Los supervisores alemanes del monasterio pusieron el máximo empeño en ser lo menos serviciales posible, aunque Rorimer tuvo mejor suerte con Martha Klein, una restauradora de Colonia nombrada supervisora del depósito. Gracias a Klein, Rorimer descubrió que el monasterio era el más importante de los talleres donde se restauraban los objetos sustraídos por el ERR en Francia. Alrededor podían verse los utensilios del oficio: cámaras, cepillos, pintura, espátulas, luces, instrumentos de medición y leche, utilizada en la preparación de los lienzos. Rorimer se fijó en una pintura de pequeño tamaño tumbada sobre una de las mesas. Klein le dijo que era un Rembrandt, descubierto por los nazis en la cámara de seguridad de un banco de Múnich. En cuanto Rorimer se lo pidió, Klein le facilitó el listado de pinturas que ella y sus colegas habían restaurado entre aquellas estrechas paredes a lo largo de los últimos dos años.

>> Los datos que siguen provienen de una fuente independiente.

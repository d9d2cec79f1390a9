//! Database module for persistent storage.
//!
//! Provides async SQLite access using SQLx for the coordination tables:
//! section locks, project versions, comments, and the activity journal.
//! The backing store is eventually consistent with in-memory state; rows
//! are loaded once at startup and upserted best-effort afterwards.

mod activity;
mod comments;
mod locks;
mod versions;

pub use activity::ActivityRepository;
pub use comments::CommentRepository;
pub use locks::LockRepository;
pub use versions::VersionRepository;

use sqlx::SqlitePool;
use sqlx::sqlite::{SqliteConnectOptions, SqlitePoolOptions};
use std::path::Path;
use std::sync::atomic::{AtomicU64, Ordering};
use std::time::Duration;
use thiserror::Error;
use tracing::info;

static MEMDB_COUNTER: AtomicU64 = AtomicU64::new(0);

/// Database errors.
#[derive(Debug, Error)]
pub enum DbError {
    #[error("database error: {0}")]
    Sqlx(sqlx::Error),
    #[error("migration error: {0}")]
    Migration(sqlx::migrate::MigrateError),
    #[error("corrupt row: {0}")]
    CorruptRow(String),
}

/// Database handle with connection pool.
#[derive(Clone)]
pub struct Database {
    pool: SqlitePool,
}

impl Database {
    /// Connection acquire timeout - prevents connection storms from blocking indefinitely.
    const ACQUIRE_TIMEOUT: Duration = Duration::from_secs(5);

    /// Maximum time a connection can remain idle before being closed.
    const IDLE_TIMEOUT: Duration = Duration::from_secs(60);

    /// Create a new database connection, running migrations if needed.
    pub async fn new(path: &str) -> Result<Self, DbError> {
        let pool = if path == ":memory:" {
            // Use a uniquely named shared-cache memory database per call.
            // `file::memory:` is global-ish and will collide across parallel tests.
            let id = MEMDB_COUNTER.fetch_add(1, Ordering::Relaxed);
            let memdb_uri = format!(
                "file:scribed-memdb-{}-{}?mode=memory&cache=shared",
                std::process::id(),
                id
            );

            let options = SqliteConnectOptions::new()
                .filename(&memdb_uri)
                .shared_cache(true)
                .create_if_missing(true);

            SqlitePoolOptions::new()
                .max_connections(1)
                .acquire_timeout(Self::ACQUIRE_TIMEOUT)
                .idle_timeout(Some(Self::IDLE_TIMEOUT))
                .test_before_acquire(true)
                .connect_with(options)
                .await?
        } else {
            if let Some(parent) = Path::new(path).parent()
                && !parent.as_os_str().is_empty()
                && let Err(e) = std::fs::create_dir_all(parent)
            {
                tracing::warn!(path = %parent.display(), error = %e, "Failed to create database directory");
            }

            let options = SqliteConnectOptions::new()
                .filename(path)
                .create_if_missing(true);

            SqlitePoolOptions::new()
                .max_connections(5)
                .acquire_timeout(Self::ACQUIRE_TIMEOUT)
                .idle_timeout(Some(Self::IDLE_TIMEOUT))
                .test_before_acquire(true)
                .connect_with(options)
                .await?
        };

        info!(path = %path, "Database connected");

        Self::run_migrations(&pool).await?;

        // WAL mode allows reads to happen while writes are in progress.
        sqlx::query("PRAGMA journal_mode=WAL").execute(&pool).await?;
        sqlx::query("PRAGMA synchronous=NORMAL")
            .execute(&pool)
            .await?;

        Ok(Self { pool })
    }

    /// Get reference to the underlying connection pool.
    #[allow(dead_code)]
    pub fn pool(&self) -> &SqlitePool {
        &self.pool
    }

    /// Run embedded migrations.
    async fn run_migrations(pool: &SqlitePool) -> Result<(), DbError> {
        sqlx::migrate!("./migrations")
            .run(pool)
            .await
            .map_err(DbError::Migration)?;

        info!("Database migrations checked/applied");
        Ok(())
    }

    /// Get lock repository.
    pub fn locks(&self) -> LockRepository<'_> {
        LockRepository::new(&self.pool)
    }

    /// Get version repository.
    pub fn versions(&self) -> VersionRepository<'_> {
        VersionRepository::new(&self.pool)
    }

    /// Get comment repository.
    pub fn comments(&self) -> CommentRepository<'_> {
        CommentRepository::new(&self.pool)
    }

    /// Get activity repository.
    pub fn activity(&self) -> ActivityRepository<'_> {
        ActivityRepository::new(&self.pool)
    }
}

impl From<sqlx::Error> for DbError {
    fn from(err: sqlx::Error) -> Self {
        DbError::Sqlx(err)
    }
}

impl From<sqlx::migrate::MigrateError> for DbError {
    fn from(err: sqlx::migrate::MigrateError) -> Self {
        DbError::Migration(err)
    }
}

/// Epoch milliseconds to an ISO-8601 string for storage.
pub(crate) fn to_iso(millis: i64) -> String {
    chrono::DateTime::from_timestamp_millis(millis)
        .unwrap_or_default()
        .to_rfc3339()
}

/// ISO-8601 string back to epoch milliseconds.
pub(crate) fn from_iso(value: &str) -> Result<i64, DbError> {
    chrono::DateTime::parse_from_rfc3339(value)
        .map(|dt| dt.timestamp_millis())
        .map_err(|e| DbError::CorruptRow(format!("bad timestamp {value:?}: {e}")))
}

#[cfg(test)]
mod tests {
    use super::*;

    #[test]
    fn test_iso_round_trip() {
        let now = chrono::Utc::now().timestamp_millis();
        let iso = to_iso(now);
        assert_eq!(from_iso(&iso).unwrap(), now);
        assert!(from_iso("not a timestamp").is_err());
    }
}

«Pocos museos hay en el mundo que puedan presumir de tener una colección como la que aquí [en Buxheim] hemos encontrado —escribiría Rorimer más tarde—. Resultaba imposible pensar en las obras de arte en términos ordinarios: nos las veíamos con salas, camiones, castillos enteros.»[247]
Y aquello no eran más que las sobras. Neuschwanstein todavía estaba a unos cuantos kilómetros de distancia.